Corrects 2 axes first, then the 3rd

The cooked steering tries to correct first the pitch and yaw, to aim the rocket at the desired pointing vector, then only after it’s very close to finishing that task does it allow the 3rd axis, the roll axis, to correct itself. This is because if you try correcting all three at the same time, it causes the cooked steering to describe a curved arc toward its destination orientation, rather than rotating straight towards it.

This behavior is correct for rockets with radial symmetry, but is probably a bit wrong for trying to steer an airplane to a new heading while in atmosphere. For flying an airplane to a new heading, it’s still best to make your own control scheme from scratch with raw steering.

The settings to change

First, you can modify how kOS decides how fast the ship should turn:

// MAXSTOPPINGTIME tells kOS how to calculate the maximum allowable
// angular velocity the Rotational Velocity PID is allowed to output.
// Increasing the value will result in the ship turning
// faster, but it may introduce more overshoot.
// Adjust this setting if you have a small amount of torque on a large mass,
// or if your ship appears to oscillate back and forth rapidly without
// moving towards the target direction.
SET STEERINGMANAGER:MAXSTOPPINGTIME TO 10.

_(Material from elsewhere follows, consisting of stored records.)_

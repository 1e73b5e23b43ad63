use nalgebra::allocator::Allocator;
use nalgebra::{DefaultAllocator, DimName, DimNameDiff, DimNameSub, OVector, U1};

use crate::basis::{
    BasisEvaluator, BasisFunctions, BasisScratch, DomainPolicy, MAX_DERIVATIVE_ORDER,
};
use crate::error::{CurveError, Result};
use crate::misc::{Binomial, FloatingPoint};

use super::{CurveEvaluation, NurbsCurve};

/// Default limit on the derivative order an evaluator accepts
pub const DEFAULT_MAX_DERIVATIVE_ORDER: usize = 8;

/// Evaluation settings
#[derive(Debug, Clone, Copy, PartialEq, Eq)]
#[cfg_attr(feature = "serde", derive(serde::Serialize, serde::Deserialize))]
pub struct EvaluationOptions {
    max_derivative_order: usize,
    domain_policy: DomainPolicy,
}

impl Default for EvaluationOptions {
    fn default() -> Self {
        Self {
            max_derivative_order: DEFAULT_MAX_DERIVATIVE_ORDER,
            domain_policy: DomainPolicy::Strict,
        }
    }
}

impl EvaluationOptions {
    /// Limit accepted derivative orders, capped at [`MAX_DERIVATIVE_ORDER`]
    pub fn with_max_derivative_order(mut self, max: usize) -> Self {
        self.max_derivative_order = max.min(MAX_DERIVATIVE_ORDER);
        self
    }

    pub fn with_domain_policy(mut self, policy: DomainPolicy) -> Self {
        self.domain_policy = policy;
        self
    }

    pub fn max_derivative_order(&self) -> usize {
        self.max_derivative_order
    }

    pub fn domain_policy(&self) -> DomainPolicy {
        self.domain_policy
    }
}

/// Evaluates points and derivatives of NURBS curves
///
/// Holds only its options, so one evaluator can serve any number of curves
/// and threads at once.
#[derive(Debug, Clone, Copy, Default)]
pub struct CurveEvaluator {
    options: EvaluationOptions,
}

impl CurveEvaluator {
    pub fn new(options: EvaluationOptions) -> Self {
        Self { options }
    }

    /// Evaluator that clamps parameters into the domain
    pub fn clamped() -> Self {
        Self::new(EvaluationOptions::default().with_domain_policy(DomainPolicy::Clamp))
    }

    pub fn options(&self) -> &EvaluationOptions {
        &self.options
    }

    /// Evaluate the curve and its first `derivative_order` derivatives at `t`
    ///
    /// # Example
    /// ```
    /// use spline_kernel::prelude::*;
    /// use nalgebra::Point2;
    /// let curve = NurbsCurve2D::try_polynomial(
    ///     4,
    ///     vec![0., 0., 0., 0., 1., 1., 1., 1.],
    ///     &[
    ///         Point2::new(0., 0.),
    ///         Point2::new(1., 2.),
    ///         Point2::new(2., 2.),
    ///         Point2::new(3., 0.),
    ///     ],
    /// )
    /// .unwrap();
    /// let evaluator = CurveEvaluator::default();
    /// let e = evaluator.evaluate(&curve, 0.5, 1).unwrap();
    /// assert!((e.point() - Point2::new(1.5, 1.5)).norm() < 1e-12);
    /// assert!(evaluator.evaluate(&curve, 1.5, 0).is_err());
    /// ```
    pub fn evaluate<T: FloatingPoint, D: DimName>(
        &self,
        curve: &NurbsCurve<T, D>,
        t: T,
        derivative_order: usize,
    ) -> Result<CurveEvaluation<T, DimNameDiff<D, U1>>>
    where
        D: DimNameSub<U1>,
        DefaultAllocator: Allocator<D>,
        DefaultAllocator: Allocator<DimNameDiff<D, U1>>,
    {
        let mut scratch = BasisScratch::new(curve.order());
        self.evaluate_with(curve, t, derivative_order, &mut scratch)
    }

    /// Same as [`CurveEvaluator::evaluate`] with caller-supplied basis work tables
    pub fn evaluate_with<T: FloatingPoint, D: DimName>(
        &self,
        curve: &NurbsCurve<T, D>,
        t: T,
        derivative_order: usize,
        scratch: &mut BasisScratch<T>,
    ) -> Result<CurveEvaluation<T, DimNameDiff<D, U1>>>
    where
        D: DimNameSub<U1>,
        DefaultAllocator: Allocator<D>,
        DefaultAllocator: Allocator<DimNameDiff<D, U1>>,
    {
        // deserialized options skip the builder cap
        let max = self.options.max_derivative_order.min(MAX_DERIVATIVE_ORDER);
        if derivative_order > max {
            return Err(CurveError::UnsupportedDerivativeOrder {
                order: derivative_order,
                max,
            });
        }

        let basis = BasisEvaluator::for_validated(curve.knots(), curve.order())
            .with_policy(self.options.domain_policy);
        let t = basis.resolve_parameter(t)?;
        Ok(evaluate_resolved(curve, &basis, t, derivative_order, scratch))
    }
}

/// Evaluation for a parameter already inside the domain
pub(crate) fn evaluate_resolved<T: FloatingPoint, D: DimName>(
    curve: &NurbsCurve<T, D>,
    basis: &BasisEvaluator<'_, T>,
    t: T,
    derivative_order: usize,
    scratch: &mut BasisScratch<T>,
) -> CurveEvaluation<T, DimNameDiff<D, U1>>
where
    D: DimNameSub<U1>,
    DefaultAllocator: Allocator<D>,
    DefaultAllocator: Allocator<DimNameDiff<D, U1>>,
{
    let functions = basis.evaluate_resolved(t, derivative_order, scratch);

    let homogeneous = homogeneous_derivatives(curve, &functions);
    let derivatives = if curve.kind().is_rational() {
        rational_derivatives(&homogeneous)
    } else {
        homogeneous.iter().map(cartesian_part::<T, D>).collect()
    };

    CurveEvaluation::new(functions.parameter(), derivatives)
}

/// Weighted sums of the active homogeneous control points
fn homogeneous_derivatives<T: FloatingPoint, D: DimName>(
    curve: &NurbsCurve<T, D>,
    basis: &BasisFunctions<T>,
) -> Vec<OVector<T, D>>
where
    DefaultAllocator: Allocator<D>,
{
    let control_points = curve.control_points();
    (0..=basis.derivative_order())
        .map(|k| {
            basis
                .indexed(k)
                .fold(OVector::<T, D>::zeros(), |mut acc, (i, n)| {
                    acc += &control_points[i].coords * n;
                    acc
                })
        })
        .collect()
}

fn cartesian_part<T: FloatingPoint, D: DimName>(v: &OVector<T, D>) -> OVector<T, DimNameDiff<D, U1>>
where
    D: DimNameSub<U1>,
    DefaultAllocator: Allocator<D>,
    DefaultAllocator: Allocator<DimNameDiff<D, U1>>,
{
    OVector::<T, DimNameDiff<D, U1>>::from_fn(|i, _| v[i])
}

/// Recover Cartesian derivatives from homogeneous ones
/// `C_k = (A_k - sum_{i=1..k} binom(k, i) * w_i * C_{k-i}) / w_0`
fn rational_derivatives<T: FloatingPoint, D: DimName>(
    homogeneous: &[OVector<T, D>],
) -> Vec<OVector<T, DimNameDiff<D, U1>>>
where
    D: DimNameSub<U1>,
    DefaultAllocator: Allocator<D>,
    DefaultAllocator: Allocator<DimNameDiff<D, U1>>,
{
    let w = D::dim() - 1;
    let a_ders: Vec<_> = homogeneous.iter().map(cartesian_part::<T, D>).collect();
    let w_ders: Vec<T> = homogeneous.iter().map(|d| d[w]).collect();

    let derivs = homogeneous.len() - 1;
    let binom = Binomial::<T>::new(derivs);
    let mut ck: Vec<OVector<T, DimNameDiff<D, U1>>> = Vec::with_capacity(derivs + 1);
    for k in 0..=derivs {
        let mut v = a_ders[k].clone();

        for i in 1..=k {
            let coef = binom.get(k, i) * w_ders[i];
            v -= &ck[k - i] * coef;
        }

        ck.push(v / w_ders[0]);
    }
    ck
}

#[cfg(test)]
mod tests {
    use approx::assert_relative_eq;
    use nalgebra::{Point1, Point2, Vector2};

    use crate::curve::{NurbsCurve1D, NurbsCurve2D};

    use super::*;

    #[test]
    fn options_builder() {
        let options = EvaluationOptions::default()
            .with_max_derivative_order(3)
            .with_domain_policy(DomainPolicy::Clamp);
        assert_eq!(options.max_derivative_order(), 3);
        assert_eq!(options.domain_policy(), DomainPolicy::Clamp);
        assert_eq!(
            CurveEvaluator::default().options().max_derivative_order(),
            DEFAULT_MAX_DERIVATIVE_ORDER
        );
    }

    #[test]
    fn max_derivative_order_is_capped() {
        let options = EvaluationOptions::default().with_max_derivative_order(usize::MAX);
        assert_eq!(options.max_derivative_order(), MAX_DERIVATIVE_ORDER);

        let curve = NurbsCurve1D::try_polynomial(
            2,
            vec![0., 0., 1., 1.],
            &[Point1::new(0.), Point1::new(1.)],
        )
        .unwrap();
        let evaluator = CurveEvaluator::new(options);
        assert_eq!(
            evaluator.evaluate(&curve, 0.5, usize::MAX).unwrap_err(),
            CurveError::UnsupportedDerivativeOrder {
                order: usize::MAX,
                max: MAX_DERIVATIVE_ORDER
            }
        );
        let e = evaluator.evaluate(&curve, 0.5, MAX_DERIVATIVE_ORDER).unwrap();
        assert_eq!(e.derivatives().len(), MAX_DERIVATIVE_ORDER + 1);
    }

    #[test]
    fn rejects_derivative_order_above_limit() {
        let curve = NurbsCurve1D::try_polynomial(
            2,
            vec![0., 0., 1., 1.],
            &[Point1::new(0.), Point1::new(1.)],
        )
        .unwrap();
        let evaluator = CurveEvaluator::new(EvaluationOptions::default().with_max_derivative_order(2));
        assert!(evaluator.evaluate(&curve, 0.5, 2).is_ok());
        assert_eq!(
            evaluator.evaluate(&curve, 0.5, 3).unwrap_err(),
            CurveError::UnsupportedDerivativeOrder { order: 3, max: 2 }
        );
    }

    #[test]
    fn rational_quotient_rule_on_quarter_circle() {
        let w = std::f64::consts::FRAC_1_SQRT_2;
        let curve = NurbsCurve2D::try_rational(
            3,
            vec![0., 0., 0., 1., 1., 1.],
            &[Point2::new(1., 0.), Point2::new(1., 1.), Point2::new(0., 1.)],
            &[1., w, 1.],
        )
        .unwrap();

        let evaluator = CurveEvaluator::default();
        for i in 0..=20 {
            let t = i as f64 / 20.;
            let e = evaluator.evaluate(&curve, t, 2).unwrap();
            let p = e.position();
            let d1 = e.tangent().unwrap();
            let d2 = e.derivative(2).unwrap();
            // |C|^2 = 1 differentiated once and twice
            assert_relative_eq!(p.norm(), 1., epsilon = 1e-12);
            assert_relative_eq!(p.dot(d1), 0., epsilon = 1e-12);
            assert_relative_eq!(p.dot(d2) + d1.dot(d1), 0., epsilon = 1e-10);
        }

        let start = evaluator.evaluate(&curve, 0., 1).unwrap();
        assert_relative_eq!(start.tangent().unwrap().normalize(), Vector2::new(0., 1.), epsilon = 1e-12);
    }

    #[test]
    fn polynomial_derivatives_are_homogeneous_derivatives() {
        // quadratic Bezier: C(t) = (2t(1-t) + t^2, t^2) for points (0,0) (1,0) (1,1)
        let curve = NurbsCurve2D::try_polynomial(
            3,
            vec![0., 0., 0., 1., 1., 1.],
            &[Point2::new(0., 0.), Point2::new(1., 0.), Point2::new(1., 1.)],
        )
        .unwrap();
        let e = CurveEvaluator::default().evaluate(&curve, 0.5, 3).unwrap();
        assert_relative_eq!(*e.position(), Vector2::new(0.75, 0.25), epsilon = 1e-12);
        assert_relative_eq!(*e.tangent().unwrap(), Vector2::new(1., 1.), epsilon = 1e-12);
        assert_relative_eq!(*e.derivative(2).unwrap(), Vector2::new(-2., 2.), epsilon = 1e-12);
        assert_relative_eq!(*e.derivative(3).unwrap(), Vector2::zeros(), epsilon = 1e-12);
    }

    #[test]
    fn clamped_evaluator_reports_clamped_parameter() {
        let curve = NurbsCurve1D::try_polynomial(
            2,
            vec![0., 0., 1., 1.],
            &[Point1::new(2.), Point1::new(4.)],
        )
        .unwrap();
        let e = CurveEvaluator::clamped().evaluate(&curve, 7., 0).unwrap();
        assert_eq!(e.parameter(), 1.);
        assert_relative_eq!(e.point(), Point1::new(4.));
    }
}
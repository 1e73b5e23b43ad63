use crate::error::Result;

/// A trait for objects that can be transformed by a given type.
/// A failed transform leaves the object untouched.
pub trait Transformable<T>: Clone {
    fn try_transform(&mut self, transform: T) -> Result<()>;

    fn try_transformed(&self, transform: T) -> Result<Self> {
        let mut clone = self.clone();
        clone.try_transform(transform)?;
        Ok(clone)
    }
}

// You can also modify the PID constants that calculate desired angular
// velocity based on angular error, in the angular velocity PID controller.
// Note that changes made directly to the PIDLoop's MINIMUM and MAXIMUM
// suffixes will be overwritten based on the value MAXSTOPPINGTIME, the
// ship's torque and moment of inertia.
// These values will require precision and testing to ensure consistent
// performance.
// Beware of large KD values: Due to the way angular velocity and part
// facing directions are calculated in KSP, it is normal to have small rapid
// fluctuations which may introduce instability in the derivative component.
SET STEERINGMANAGER:PITCHPID:KP TO 0.85.
SET STEERINGMANAGER:PITCHPID:KI TO 0.5.
SET STEERINGMANAGER:PITCHPID:KD TO 0.1.

Second, you can change how the controls are manipulated to achieve the desired angular velocity. This is for the Torque PID mentioned above. Internally, kOS uses the ship’s available torque and moment of inertial to dynamically calculate the PID constants. Then the desired torque is calculated based on the desired angular velocity. The steering controls are then set based on the the percentage the desired torque is of the available torque. You can change the settling time for the torque calculation along each axis:

// Increase the settling time to slow down control reaction time and
// reduce control spikes.  This is helpful in vessels that wobble enough to
// cause fluctuations in the measured angular velocity.
// This is recommended if your ship turns towards the target direction well
// but then oscillates when close to the target direction.
SET STEERINGMANAGER:PITCHTS TO 10.
SET STEERINGMANAGER:ROLLTS TO 5.

If you find that kOS is regularly miscalculating the available torque, you can also define an adjust bias, or factor. Check out these SteeringManager suffixes for more details: PITCHTORQUEADJUST, YAWTORQUEADJUST, ROLLTORQUEADJUST, PITCHTORQUEFACTOR, YAWTORQUEFACTOR, ROLLTORQUEFACTOR

Advantages/Disadvantages

The advantage of “Cooked” control is that it is simpler to write scripts for, but the disadvantage is that you have only partial control over the details of the motion.

Cooked controls perform best on ships that do not rely heavily on control surfaces, have medium levels of torque, and are structurally stable. You can improve the control by placing the ship’s root part or control part close to the center of mass (preferably both). Adding struts to critical joints (like decouplers) or installing a mod like Kerbal Joint Reinforcement will also help.

But because of the impossibility of finding one setting that is universally correct for all possible vessels, sometimes the only way to make cooked steering work well for you is to adjust the parameters as described above, or to make your own steering control from scratch using raw steering.